Em contraponto, os votos vencidos — liderados pelo ministro Og Fernandes e seguidos por Rogério Schietti e Ribeiro Dantas — sustentaram que o Superior Tribunal de Justiça não poderia reinterpretar o alcance do Tema 990, sob pena de afrontar a competência do STF. Ainda que fundamentados em premissas institucionais respeitáveis, esses votos não lograram convencer a maioria, que compreendeu ser inadmissível a omissão diante de um vácuo hermenêutico persistente, agravado por práticas reiteradas de informalidade persecutória.

Em nome da integridade do sistema acusatório, o STJ decidiu não apenas que podia, mas que devia firmar jurisprudência própria até que o STF venha a fixar entendimento definitivo.

Reafirmação do processo penal garantista

A decisão da 3ª Seção atua como verdadeiro antídoto contra a degeneração investigativa que vinha se consolidando nos bastidores da persecução penal. Sustentações orais e manifestações técnicas revelaram, de forma incontornável, que a requisição direta de RIFs havia se convertido em expediente quase automático – sem controle judicial, sem contraditório. Dados trazidos à tribuna apontaram aumento de 1.339% nos pedidos, expondo o uso desenfreado de uma ferramenta concebida para finalidades excepcionais. Transformado em braço informal da repressão estatal, o Coaf passou a alimentar uma arquitetura paralela de vigilância patrimonial, imune a qualquer controle defensivo.

Com a nova tese fixada, a equação jurídica se altera de modo estrutural: RIFs obtidos por requisição direta, mesmo após instauração de inquérito, passam a ser prova ilícita, atraindo a cláusula excludente do artigo 157 do Código de Processo Penal e comprometendo, por derivação, todos os atos subsequentes. Além disso, a prática reiterada por autoridades persecutórias, à revelia da decisão do STJ, poderá ensejar responsabilização funcional por violação do artigo 10 da LC 105/2001 e do artigo 25 da Lei de Abuso de Autoridade (Lei 13.869/2019).

Reafirma-se, assim, o compromisso com um processo penal garantista, no qual a eficácia investigativa não se constrói à custa da legalidade, da paridade de armas ou da cláusula de jurisdição.

Olimite que garante a legitimidade

Esse resultado não tolhe investigações legítimas – apenas lhes devolve o itinerário constitucional. O art. 5º, XII, da Constituição Federal, a Lei Complementar 105/2001 e o art. 3º-B, §1º, do Código de Processo Penal não são obstáculos burocráticos à persecução penal: são garantias estruturantes de um processo penal civilizado. A repressão eficaz ao crime, especialmente ao de natureza econômica e patrimonial, exige inteligência, estratégia e celeridade – mas nenhuma dessas virtudes autoriza o desprezo à reserva de jurisdição, à legalidade estrita ou ao contraditório.
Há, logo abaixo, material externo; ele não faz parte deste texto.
//! Named pipe (FIFO) endpoints.
//!
//! The bus master opens its output FIFO write-only and then its input FIFO
//! read-only. The simulator side opens the same two paths in the same order
//! with the complementary directions, so each `open` rendezvous completes
//! before the next begins.
//!
//! Opening a FIFO blocks until the other end shows up; that wait runs on
//! tokio's blocking pool and the file is then registered with the reactor.
//!
//! # Example
//!
//! ```ignore
//! use zbus_cosim::transport::open_master_channel;
//!
//! let channel = open_master_channel("tmp/interface-o.fifo", "tmp/interface-i.fifo").await?;
//! ```

use std::fs::{File, OpenOptions};
use std::path::{Path, PathBuf};

use tokio::net::unix::pipe;

use super::Channel;
use crate::error::{CosimError, Result};

/// Channel backed by a pair of FIFOs.
pub type FifoChannel = Channel<pipe::Sender, pipe::Receiver>;

/// Direction a FIFO is opened for.
#[derive(Debug, Clone, Copy, PartialEq, Eq)]
enum Direction {
    Write,
    Read,
}

/// Open a FIFO, waiting for the other end without blocking the runtime.
async fn open_blocking(path: &Path, direction: Direction) -> Result<File> {
    let owned: PathBuf = path.to_path_buf();
    let opened = tokio::task::spawn_blocking(move || {
        let mut options = OpenOptions::new();
        match direction {
            Direction::Write => options.write(true),
            Direction::Read => options.read(true),
        };
        options.open(&owned)
    })
    .await
    .map_err(std::io::Error::other)
    .and_then(|r| r);

    opened.map_err(|source| CosimError::ChannelOpen {
        path: path.to_path_buf(),
        source,
    })
}

/// Open a FIFO write-only.
pub async fn open_sender(path: impl AsRef<Path>) -> Result<pipe::Sender> {
    let path = path.as_ref();
    let file = open_blocking(path, Direction::Write).await?;
    let sender = pipe::Sender::from_file(file).map_err(|source| CosimError::ChannelOpen {
        path: path.to_path_buf(),
        source,
    })?;
    tracing::info!("opened output endpoint {}", path.display());
    Ok(sender)
}

/// Open a FIFO read-only.
pub async fn open_receiver(path: impl AsRef<Path>) -> Result<pipe::Receiver> {
    let path = path.as_ref();
    let file = open_blocking(path, Direction::Read).await?;
    let receiver = pipe::Receiver::from_file(file).map_err(|source| CosimError::ChannelOpen {
        path: path.to_path_buf(),
        source,
    })?;
    tracing::info!("opened input endpoint {}", path.display());
    Ok(receiver)
}

/// Open the bus master's side: `output` write-only, then `input` read-only.
pub async fn open_master_channel(
    output: impl AsRef<Path>,
    input: impl AsRef<Path>,
) -> Result<FifoChannel> {
    let sender = open_sender(output).await?;
    let receiver = open_receiver(input).await?;
    Ok(Channel::new(sender, receiver))
}

/// Open the simulator's side: the master's `output` read-only, then the
/// master's `input` write-only.
///
/// Returns `(reader, writer)`.
pub async fn open_peer_endpoints(
    output: impl AsRef<Path>,
    input: impl AsRef<Path>,
) -> Result<(pipe::Receiver, pipe::Sender)> {
    let receiver = open_receiver(output).await?;
    let sender = open_sender(input).await?;
    Ok((receiver, sender))
}
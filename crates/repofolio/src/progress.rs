//! Progress events emitted while a pipeline run is in progress.

/// Progress events emitted during pipeline operations.
#[derive(Debug, Clone)]
#[non_exhaustive]
pub enum PipelineProgress {
    /// Starting to list repositories for an account.
    FetchingRepos {
        /// The account being listed.
        username: String,
    },

    /// Finished listing repositories.
    FetchComplete {
        /// Total repositories returned by the API (forks included).
        total: usize,
    },

    /// Starting per-repository enrichment.
    EnrichingRepos {
        /// Number of repositories to enrich.
        total: usize,
    },

    /// One repository finished enrichment.
    RepoEnriched {
        /// Repository name.
        name: String,
        /// Whether a README was found.
        has_readme: bool,
        /// Whether a screenshot was found.
        has_screenshot: bool,
    },

    /// Enrichment finished for all repositories.
    EnrichComplete {
        /// Number of repositories enriched.
        total: usize,
    },

    /// Topic exclusion applied.
    FilterComplete {
        /// Repositories removed.
        removed: usize,
        /// Repositories remaining.
        remaining: usize,
    },

    /// Staleness check finished.
    CheckComplete {
        /// Repositories that are new or changed.
        changed: usize,
        /// Repositories unchanged since the snapshot.
        unchanged: usize,
    },

    /// Starting to mirror remote screenshots.
    MirroringScreenshots {
        /// Number of screenshots to mirror.
        total: usize,
    },

    /// A screenshot was written to disk.
    ScreenshotMirrored {
        /// Repository name.
        name: String,
        /// Destination path.
        path: String,
    },

    /// A screenshot already existed locally.
    ScreenshotSkipped {
        /// Repository name.
        name: String,
    },

    /// A screenshot could not be mirrored.
    ScreenshotFailed {
        /// Repository name.
        name: String,
        /// Error message.
        error: String,
    },

    /// The snapshot was written.
    SnapshotSaved {
        /// Snapshot file path.
        path: String,
        /// Number of repositories stored.
        total: usize,
    },

    /// The snapshot write was skipped.
    SnapshotWriteSkipped {
        /// Why nothing was written.
        reason: String,
    },
}

/// Callback type for progress reporting.
pub type ProgressCallback = Box<dyn Fn(PipelineProgress) + Send + Sync>;

/// Emit a progress event if a callback is provided.
///
/// # Example
///
/// ```ignore
/// use repofolio::progress::{emit, PipelineProgress, ProgressCallback};
///
/// fn my_step(on_progress: Option<&ProgressCallback>) {
///     emit(on_progress, PipelineProgress::FetchComplete { total: 42 });
/// }
/// ```
#[inline]
pub fn emit(on_progress: Option<&ProgressCallback>, event: PipelineProgress) {
    if let Some(cb) = on_progress {
        cb(event);
    }
}
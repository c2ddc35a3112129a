//! Outbound HTTP boundary.
//!
//! Every remote call in the crate goes through [`HttpTransport`]. Production
//! code uses [`ReqwestTransport`]; tests swap in a scripted transport so no
//! network access is needed.

use std::time::Duration;

use async_trait::async_trait;
use thiserror::Error;

/// Header list in send/receive order; lookups ignore ASCII case.
pub type HeaderList = Vec<(String, String)>;

/// An outbound GET.
#[derive(Debug, Clone, PartialEq, Eq)]
pub struct HttpRequest {
    pub url: String,
    pub headers: HeaderList,
}

impl HttpRequest {
    #[must_use]
    pub fn get(url: impl Into<String>) -> Self {
        Self {
            url: url.into(),
            headers: Vec::new(),
        }
    }

    #[must_use]
    pub fn header(mut self, name: impl Into<String>, value: impl Into<String>) -> Self {
        self.headers.push((name.into(), value.into()));
        self
    }
}

/// Status, headers and raw body of a completed request.
#[derive(Debug, Clone, PartialEq, Eq)]
pub struct HttpResponse {
    pub status: u16,
    pub headers: HeaderList,
    pub body: Vec<u8>,
}

impl HttpResponse {
    #[must_use]
    pub fn header(&self, name: &str) -> Option<&str> {
        header_get(&self.headers, name)
    }

    /// 2xx status.
    #[must_use]
    pub fn is_success(&self) -> bool {
        (200..300).contains(&self.status)
    }
}

/// Failure below the HTTP status layer.
#[derive(Debug, Error)]
pub enum HttpError {
    #[error("connection failed: {0}")]
    Transport(String),

    #[error("request timed out: {0}")]
    Timeout(String),

    #[error("no scripted response for {url}")]
    NoMockResponse { url: String },
}

#[async_trait]
pub trait HttpTransport: Send + Sync {
    async fn send(&self, request: HttpRequest) -> Result<HttpResponse, HttpError>;
}

/// First value of header `name`, ignoring ASCII case.
#[must_use]
pub fn header_get<'a>(headers: &'a HeaderList, name: &str) -> Option<&'a str> {
    headers
        .iter()
        .find_map(|(key, value)| key.eq_ignore_ascii_case(name).then_some(value.as_str()))
}

/// [`HttpTransport`] over a shared `reqwest::Client`.
#[derive(Clone)]
pub struct ReqwestTransport {
    client: reqwest::Client,
}

impl ReqwestTransport {
    pub fn new(client: reqwest::Client) -> Self {
        Self { client }
    }

    /// Bound every request (connect, send and body) by `timeout`.
    pub fn with_timeout(timeout: Duration) -> Result<Self, HttpError> {
        reqwest::Client::builder()
            .timeout(timeout)
            .build()
            .map(Self::new)
            .map_err(|e| HttpError::Transport(e.to_string()))
    }
}

impl From<reqwest::Error> for HttpError {
    fn from(e: reqwest::Error) -> Self {
        if e.is_timeout() {
            Self::Timeout(e.to_string())
        } else {
            Self::Transport(e.to_string())
        }
    }
}

#[async_trait]
impl HttpTransport for ReqwestTransport {
    async fn send(&self, request: HttpRequest) -> Result<HttpResponse, HttpError> {
        let HttpRequest { url, headers } = request;
        let builder = headers
            .iter()
            .fold(self.client.get(&url), |builder, (name, value)| {
                builder.header(name.as_str(), value.as_str())
            });

        let response = builder.send().await?;
        let status = response.status().as_u16();
        let headers = response
            .headers()
            .iter()
            .filter_map(|(name, value)| {
                value
                    .to_str()
                    .ok()
                    .map(|v| (name.as_str().to_string(), v.to_string()))
            })
            .collect();
        let body = response.bytes().await?.to_vec();

        Ok(HttpResponse {
            status,
            headers,
            body,
        })
    }
}

#[cfg(test)]
pub use mock::MockTransport;
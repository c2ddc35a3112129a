//! Rendering of [`PipelineProgress`] events.
//!
//! On a terminal the events drive indicatif bars; anywhere else (CI, cron,
//! pipes) they become `tracing` events. Bars draw to stderr so the JSON
//! result on stdout stays clean.

mod interactive;
mod logging;

use std::sync::Arc;

use console::Term;
use repofolio::{PipelineProgress, ProgressCallback};

pub use interactive::InteractiveReporter;
pub use logging::LoggingReporter;

/// Picks bars or log lines depending on where stdout goes.
pub enum ProgressReporter {
    /// Bars on a terminal.
    Interactive(InteractiveReporter),
    /// Log lines everywhere else.
    Logging(LoggingReporter),
}

impl ProgressReporter {
    pub fn new() -> Self {
        if Term::stdout().is_term() {
            Self::Interactive(InteractiveReporter::new())
        } else {
            Self::Logging(LoggingReporter::new())
        }
    }

    pub fn handle(&self, event: PipelineProgress) {
        match self {
            Self::Interactive(r) => r.handle(event),
            Self::Logging(r) => r.handle(event),
        }
    }

    /// Callback to hand to [`repofolio::PipelineBuilder::progress`].
    pub fn as_callback(self: &Arc<Self>) -> ProgressCallback {
        let reporter = Arc::clone(self);
        Box::new(move |event| {
            reporter.handle(event);
        })
    }

    /// Stop any bars still spinning before the result is printed.
    pub fn finish(&self) {
        if let Self::Interactive(r) = self {
            r.finish();
        }
    }
}

impl Default for ProgressReporter {
    fn default() -> Self {
        Self::new()
    }
}

#[cfg(test)]
mod tests {
    use super::*;

    #[test]
    fn test_callback_forwards_to_reporter() {
        let reporter = Arc::new(ProgressReporter::Interactive(InteractiveReporter::hidden()));
        let callback = reporter.as_callback();

        callback(PipelineProgress::EnrichingRepos { total: 2 });
        callback(PipelineProgress::RepoEnriched {
            name: "demo".to_string(),
            has_readme: true,
            has_screenshot: false,
        });

        let ProgressReporter::Interactive(inner) = reporter.as_ref() else {
            panic!("expected interactive reporter");
        };
        assert_eq!(inner.enrich_position(), Some(1));
        reporter.finish();
    }

    #[test]
    fn test_logging_reporter_accepts_every_event() {
        let reporter = ProgressReporter::Logging(LoggingReporter::new());
        for event in [
            PipelineProgress::FetchingRepos {
                username: "bob".to_string(),
            },
            PipelineProgress::FetchComplete { total: 3 },
            PipelineProgress::FilterComplete {
                removed: 1,
                remaining: 2,
            },
            PipelineProgress::ScreenshotFailed {
                name: "demo".to_string(),
                error: "404".to_string(),
            },
            PipelineProgress::SnapshotWriteSkipped {
                reason: "read-only".to_string(),
            },
        ] {
            reporter.handle(event);
        }
        reporter.finish();
    }
}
Ao interditar a requisição direta de RIFs sem autorização judicial, o STJ não impõe um obstáculo arbitrário à atuação do Ministério Público ou das polícias. Pelo contrário, reforça a legitimidade de suas atribuições, submetendo-as ao controle judicial prévio, que é a moldura institucional própria de qualquer medida que atinja esferas sensíveis da intimidade financeira dos cidadãos. Não se trata de conferir privilégio a investigados, mas de garantir que, mesmo diante de investigações graves e complexas, a atuação estatal permaneça ancorada na legalidade e sujeita a controle de proporcionalidade.

Reafirma-se, assim, que a eficiência não é um valor absoluto. Quando dissociada da legalidade, converte-se em autoritarismo funcional, ainda que travestido de boa intenção. O que o julgamento da 3ª Seção expõe, com nitidez, é que a eficácia da persecução penal não pode legitimar métodos clandestinos, tampouco naturalizar práticas de exceção. Em matéria de sigilo bancário e financeiro, o controle judicial não é uma formalidade a ser superada: é a cláusula de validade, de legitimidade e de civilidade do processo penal democrático.

A decisão de 14 de maio de 2025 marca, assim, um ponto de inflexão: reequilibra a relação entre poder investigativo e garantias fundamentais, reafirma a centralidade do Judiciário no controle de medidas invasivas e devolve à dogmática processual penal a clareza que a prática vinha solapando. Ao fechar a porta da devassa informal, o STJ não enfraquece o combate ao crime – fortalece a República e o Estado democrático de Direito.